//! Deep copy of an owned subgraph into a standalone graph
//!
//! Owned edges are followed and copied; referenced edges are cut. Copies are
//! memoised by original handle, so two owned paths reaching the same
//! original end at the same copy and cycles terminate.

use std::collections::HashMap;

use crate::identity::{CopyId, Handle, ObjectRef};
use crate::object::{FieldValue, GraphView, Object};
use crate::store::ObjectStore;
use crate::{log_op_end, log_op_start};

/// Arena of standalone objects produced by [`deep_copy`]
///
/// Shares nothing with the store it was copied from. Copy identity is
/// [`CopyId`] equality.
#[derive(Debug, Clone, PartialEq)]
pub struct DetachedGraph {
    nodes: Vec<Object>,
    origins: Vec<Handle>,
    root: CopyId,
}

impl DetachedGraph {
    pub fn root(&self) -> CopyId {
        self.root
    }

    pub fn root_object(&self) -> Option<&Object> {
        self.get(self.root)
    }

    pub fn get(&self, id: CopyId) -> Option<&Object> {
        self.nodes.get(id.index())
    }

    /// Handle of the persisted object `id` was copied from
    pub fn origin(&self, id: CopyId) -> Option<Handle> {
        self.origins.get(id.index()).copied()
    }

    /// Copy made of `original`, if it is part of this graph
    pub fn copy_of(&self, original: Handle) -> Option<CopyId> {
        self.origins
            .iter()
            .position(|h| *h == original)
            .map(CopyId)
    }

    pub fn len(&self) -> usize {
        self.nodes.len()
    }

    pub fn is_empty(&self) -> bool {
        self.nodes.is_empty()
    }

    pub fn iter(&self) -> impl Iterator<Item = (CopyId, &Object)> {
        self.nodes.iter().enumerate().map(|(i, o)| (CopyId(i), o))
    }
}

impl GraphView for DetachedGraph {
    fn resolve(&self, r: &ObjectRef) -> Option<&Object> {
        match r {
            ObjectRef::Standalone(id) => self.get(*id),
            ObjectRef::Persisted(_) => None,
        }
    }
}

struct Copier<'a> {
    store: &'a ObjectStore,
    table: HashMap<Handle, CopyId>,
    nodes: Vec<Object>,
    origins: Vec<Handle>,
}

impl Copier<'_> {
    /// Assign a copy id to every live object owned from `root`, in
    /// depth-first pre-order
    ///
    /// Every node is in the table before any field is copied, so shared
    /// children and cycles resolve to one copy.
    fn discover(&mut self, root: Handle) {
        let store = self.store;
        let mut stack = vec![root];
        while let Some(handle) = stack.pop() {
            if self.table.contains_key(&handle) {
                continue;
            }
            let Some(original) = store.get(handle) else {
                continue;
            };
            self.table.insert(handle, CopyId(self.nodes.len()));
            self.nodes.push(Object::new(original.kind()));
            self.origins.push(handle);

            let mut children = Vec::new();
            for (name, value) in original.fields() {
                if store.schema().is_owned(original.kind(), name) {
                    children.extend(value.refs().into_iter().filter_map(|r| r.handle()));
                }
            }
            // reversed so the first field's targets are numbered first
            stack.extend(children.into_iter().rev());
        }
    }

    fn fill(&mut self) {
        let store = self.store;
        let schema = store.schema();
        for index in 0..self.nodes.len() {
            let Some(original) = store.get(self.origins[index]) else {
                continue;
            };
            for (name, value) in original.fields() {
                let owned = schema.is_owned(original.kind(), name);
                let copied = match value {
                    FieldValue::Scalar(v) => FieldValue::Scalar(v.clone()),
                    FieldValue::One(target) if owned => {
                        FieldValue::One(target.and_then(|r| self.copy_ref(r)))
                    }
                    FieldValue::Many(targets) if owned => FieldValue::Many(
                        targets.iter().filter_map(|r| self.copy_ref(*r)).collect(),
                    ),
                    FieldValue::One(_) => FieldValue::One(None),
                    FieldValue::Many(_) => FieldValue::Many(Vec::new()),
                };
                self.nodes[index].set(name, copied);
            }
        }
    }

    /// Copy standing in for `r`; `None` when its target is detached
    fn copy_ref(&self, r: ObjectRef) -> Option<ObjectRef> {
        r.handle()
            .and_then(|h| self.table.get(&h).copied())
            .map(ObjectRef::Standalone)
    }
}

/// Copy `root` and everything it owns out of the store
///
/// Returns `None` only when `root` is detached. Detached owned children are
/// left out (single fields unset, sequence entries skipped). Referenced
/// fields are unset in the copy.
pub fn deep_copy(store: &ObjectStore, root: Handle) -> Option<DetachedGraph> {
    log_op_start!("deep_copy", handle = %root);
    let start = std::time::Instant::now();

    let mut copier = Copier {
        store,
        table: HashMap::new(),
        nodes: Vec::new(),
        origins: Vec::new(),
    };
    copier.discover(root);
    copier.fill();
    let root_copy = copier.table.get(&root).copied();

    log_op_end!(
        "deep_copy",
        duration_ms = start.elapsed().as_millis() as u64,
        copy_len = copier.nodes.len()
    );

    root_copy.map(|root| DetachedGraph {
        nodes: copier.nodes,
        origins: copier.origins,
        root,
    })
}

#[cfg(test)]
mod tests {
    use super::*;
    use crate::schema::Schema;

    #[test]
    fn test_owned_cycle_terminates() {
        let schema = Schema::builder().entity("Node").owns_one("next").build();
        let mut store = ObjectStore::new(schema);
        let (a, b) = store
            .perform_write(|s| {
                let a = s.add(Object::new("Node"))?;
                let b = s.add(Object::new("Node").with_one("next", Some(a.into())))?;
                s.set_field(a, "next", FieldValue::One(Some(b.into())))?;
                Ok((a, b))
            })
            .unwrap();

        let graph = deep_copy(&store, a).unwrap();
        assert_eq!(graph.len(), 2);

        let a_copy = graph.root();
        let b_copy = graph.copy_of(b).unwrap();
        let a_obj = graph.get(a_copy).unwrap();
        let b_obj = graph.get(b_copy).unwrap();
        assert_eq!(a_obj.one("next"), Some(ObjectRef::Standalone(b_copy)));
        assert_eq!(b_obj.one("next"), Some(ObjectRef::Standalone(a_copy)));
        assert_eq!(graph.origin(a_copy), Some(a));
    }

    #[test]
    fn test_shared_child_is_copied_once() {
        let schema = Schema::builder()
            .entity("Node")
            .owns_one("left")
            .owns_one("right")
            .build();
        let mut store = ObjectStore::new(schema);
        let (root, shared) = store
            .perform_write(|s| {
                let shared = s.add(Object::new("Node"))?;
                let root = s.add(
                    Object::new("Node")
                        .with_one("left", Some(shared.into()))
                        .with_one("right", Some(shared.into())),
                )?;
                Ok((root, shared))
            })
            .unwrap();

        let graph = deep_copy(&store, root).unwrap();
        assert_eq!(graph.len(), 2);
        let copy = graph.copy_of(shared).unwrap();
        let root_obj = graph.root_object().unwrap();
        assert_eq!(root_obj.one("left"), Some(ObjectRef::Standalone(copy)));
        assert_eq!(root_obj.one("right"), Some(ObjectRef::Standalone(copy)));
    }

    #[test]
    fn test_persisted_refs_do_not_resolve_in_copy() {
        let schema = Schema::builder().entity("Leaf").scalar("v").build();
        let mut store = ObjectStore::new(schema);
        let leaf = store
            .perform_write(|s| s.add(Object::new("Leaf").with_scalar("v", 1i64)))
            .unwrap();

        let graph = deep_copy(&store, leaf).unwrap();
        assert!(graph.resolve(&ObjectRef::Persisted(leaf)).is_none());
        assert!(store.resolve(&ObjectRef::Standalone(graph.root())).is_none());
    }
}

◇ ◇ ◇ ◇ ◇ ◇ ◇

> What is being asked: Would you give the listing again, word for word?

> Answer area:
//! Deep copy of an owned subgraph into a standalone graph
//!
//! Owned edges are followed and copied; referenced edges are cut. Copies are
//! memoised by original handle, so two owned paths reaching the same
//! original end at the same copy and cycles terminate.

use std::collections::HashMap;

use crate::identity::{CopyId, Handle, ObjectRef};
use crate::object::{FieldValue, GraphView, Object};
use crate::store::ObjectStore;
use crate::{log_op_end, log_op_start};

/// Arena of standalone objects produced by [`deep_copy`]
///
/// Shares nothing with the store it was copied from. Copy identity is
/// [`CopyId`] equality.
#[derive(Debug, Clone, PartialEq)]
pub struct DetachedGraph {
    nodes: Vec<Object>,
    origins: Vec<Handle>,
    root: CopyId,
}

impl DetachedGraph {
    pub fn root(&self) -> CopyId {
        self.root
    }

    pub fn root_object(&self) -> Option<&Object> {
        self.get(self.root)
    }

    pub fn get(&self, id: CopyId) -> Option<&Object> {
        self.nodes.get(id.index())
    }

    /// Handle of the persisted object `id` was copied from
    pub fn origin(&self, id: CopyId) -> Option<Handle> {
        self.origins.get(id.index()).copied()
    }

    /// Copy made of `original`, if it is part of this graph
    pub fn copy_of(&self, original: Handle) -> Option<CopyId> {
        self.origins
            .iter()
            .position(|h| *h == original)
            .map(CopyId)
    }

    pub fn len(&self) -> usize {
        self.nodes.len()
    }

    pub fn is_empty(&self) -> bool {
        self.nodes.is_empty()
    }

    pub fn iter(&self) -> impl Iterator<Item = (CopyId, &Object)> {
        self.nodes.iter().enumerate().map(|(i, o)| (CopyId(i), o))
    }
}

impl GraphView for DetachedGraph {
    fn resolve(&self, r: &ObjectRef) -> Option<&Object> {
        match r {
            ObjectRef::Standalone(id) => self.get(*id),
            ObjectRef::Persisted(_) => None,
        }
    }
}

struct Copier<'a> {
    store: &'a ObjectStore,
    table: HashMap<Handle, CopyId>,
    nodes: Vec<Object>,
    origins: Vec<Handle>,
}

impl Copier<'_> {
    /// Assign a copy id to every live object owned from `root`, in
    /// depth-first pre-order
    ///
    /// Every node is in the table before any field is copied, so shared
    /// children and cycles resolve to one copy.
    fn discover(&mut self, root: Handle) {
        let store = self.store;
        let mut stack = vec![root];
        while let Some(handle) = stack.pop() {
            if self.table.contains_key(&handle) {
                continue;
            }
            let Some(original) = store.get(handle) else {
                continue;
            };
            self.table.insert(handle, CopyId(self.nodes.len()));
            self.nodes.push(Object::new(original.kind()));
            self.origins.push(handle);

            let mut children = Vec::new();
            for (name, value) in original.fields() {
                if store.schema().is_owned(original.kind(), name) {
                    children.extend(value.refs().into_iter().filter_map(|r| r.handle()));
                }
            }
            // reversed so the first field's targets are numbered first
            stack.extend(children.into_iter().rev());
        }
    }

    fn fill(&mut self) {
        let store = self.store;
        let schema = store.schema();
        for index in 0..self.nodes.len() {
            let Some(original) = store.get(self.origins[index]) else {
                continue;
            };
            for (name, value) in original.fields() {
                let owned = schema.is_owned(original.kind(), name);
                let copied = match value {
                    FieldValue::Scalar(v) => FieldValue::Scalar(v.clone()),
                    FieldValue::One(target) if owned => {
                        FieldValue::One(target.and_then(|r| self.copy_ref(r)))
                    }
                    FieldValue::Many(targets) if owned => FieldValue::Many(
                        targets.iter().filter_map(|r| self.copy_ref(*r)).collect(),
                    ),
                    FieldValue::One(_) => FieldValue::One(None),
                    FieldValue::Many(_) => FieldValue::Many(Vec::new()),
                };
                self.nodes[index].set(name, copied);
            }
        }
    }

    /// Copy standing in for `r`; `None` when its target is detached
    fn copy_ref(&self, r: ObjectRef) -> Option<ObjectRef> {
        r.handle()
            .and_then(|h| self.table.get(&h).copied())
            .map(ObjectRef::Standalone)
    }
}

/// Copy `root` and everything it owns out of the store
///
/// Returns `None` only when `root` is detached. Detached owned children are
/// left out (single fields unset, sequence entries skipped). Referenced
/// fields are unset in the copy.
pub fn deep_copy(store: &ObjectStore, root: Handle) -> Option<DetachedGraph> {
    log_op_start!("deep_copy", handle = %root);
    let start = std::time::Instant::now();

    let mut copier = Copier {
        store,
        table: HashMap::new(),
        nodes: Vec::new(),
        origins: Vec::new(),
    };
    copier.discover(root);
    copier.fill();
    let root_copy = copier.table.get(&root).copied();

    log_op_end!(
        "deep_copy",
        duration_ms = start.elapsed().as_millis() as u64,
        copy_len = copier.nodes.len()
    );

    root_copy.map(|root| DetachedGraph {
        nodes: copier.nodes,
        origins: copier.origins,
        root,
    })
}

#[cfg(test)]
mod tests {
    use super::*;
    use crate::schema::Schema;

    #[test]
    fn test_owned_cycle_terminates() {
        let schema = Schema::builder().entity("Node").owns_one("next").build();
        let mut store = ObjectStore::new(schema);
        let (a, b) = store
            .perform_write(|s| {
                let a = s.add(Object::new("Node"))?;
                let b = s.add(Object::new("Node").with_one("next", Some(a.into())))?;
                s.set_field(a, "next", FieldValue::One(Some(b.into())))?;
                Ok((a, b))
            })
            .unwrap();

        let graph = deep_copy(&store, a).unwrap();
        assert_eq!(graph.len(), 2);

        let a_copy = graph.root();
        let b_copy = graph.copy_of(b).unwrap();
        let a_obj = graph.get(a_copy).unwrap();
        let b_obj = graph.get(b_copy).unwrap();
        assert_eq!(a_obj.one("next"), Some(ObjectRef::Standalone(b_copy)));
        assert_eq!(b_obj.one("next"), Some(ObjectRef::Standalone(a_copy)));
        assert_eq!(graph.origin(a_copy), Some(a));
    }

    #[test]
    fn test_shared_child_is_copied_once() {
        let schema = Schema::builder()
            .entity("Node")
            .owns_one("left")
            .owns_one("right")
            .build();
        let mut store = ObjectStore::new(schema);
        let (root, shared) = store
            .perform_write(|s| {
                let shared = s.add(Object::new("Node"))?;
                let root = s.add(
                    Object::new("Node")
                        .with_one("left", Some(shared.into()))
                        .with_one("right", Some(shared.into())),
                )?;
                Ok((root, shared))
            })
            .unwrap();

        let graph = deep_copy(&store, root).unwrap();
        assert_eq!(graph.len(), 2);
        let copy = graph.copy_of(shared).unwrap();
        let root_obj = graph.root_object().unwrap();
        assert_eq!(root_obj.one("left"), Some(ObjectRef::Standalone(copy)));
        assert_eq!(root_obj.one("right"), Some(ObjectRef::Standalone(copy)));
    }

    #[test]
    fn test_persisted_refs_do_not_resolve_in_copy() {
        let schema = Schema::builder().entity("Leaf").scalar("v").build();
        let mut store = ObjectStore::new(schema);
        let leaf = store
            .perform_write(|s| s.add(Object::new("Leaf").with_scalar("v", 1i64)))
            .unwrap();

        let graph = deep_copy(&store, leaf).unwrap();
        assert!(graph.resolve(&ObjectRef::Persisted(leaf)).is_none());
        assert!(store.resolve(&ObjectRef::Standalone(graph.root())).is_none());
    }
}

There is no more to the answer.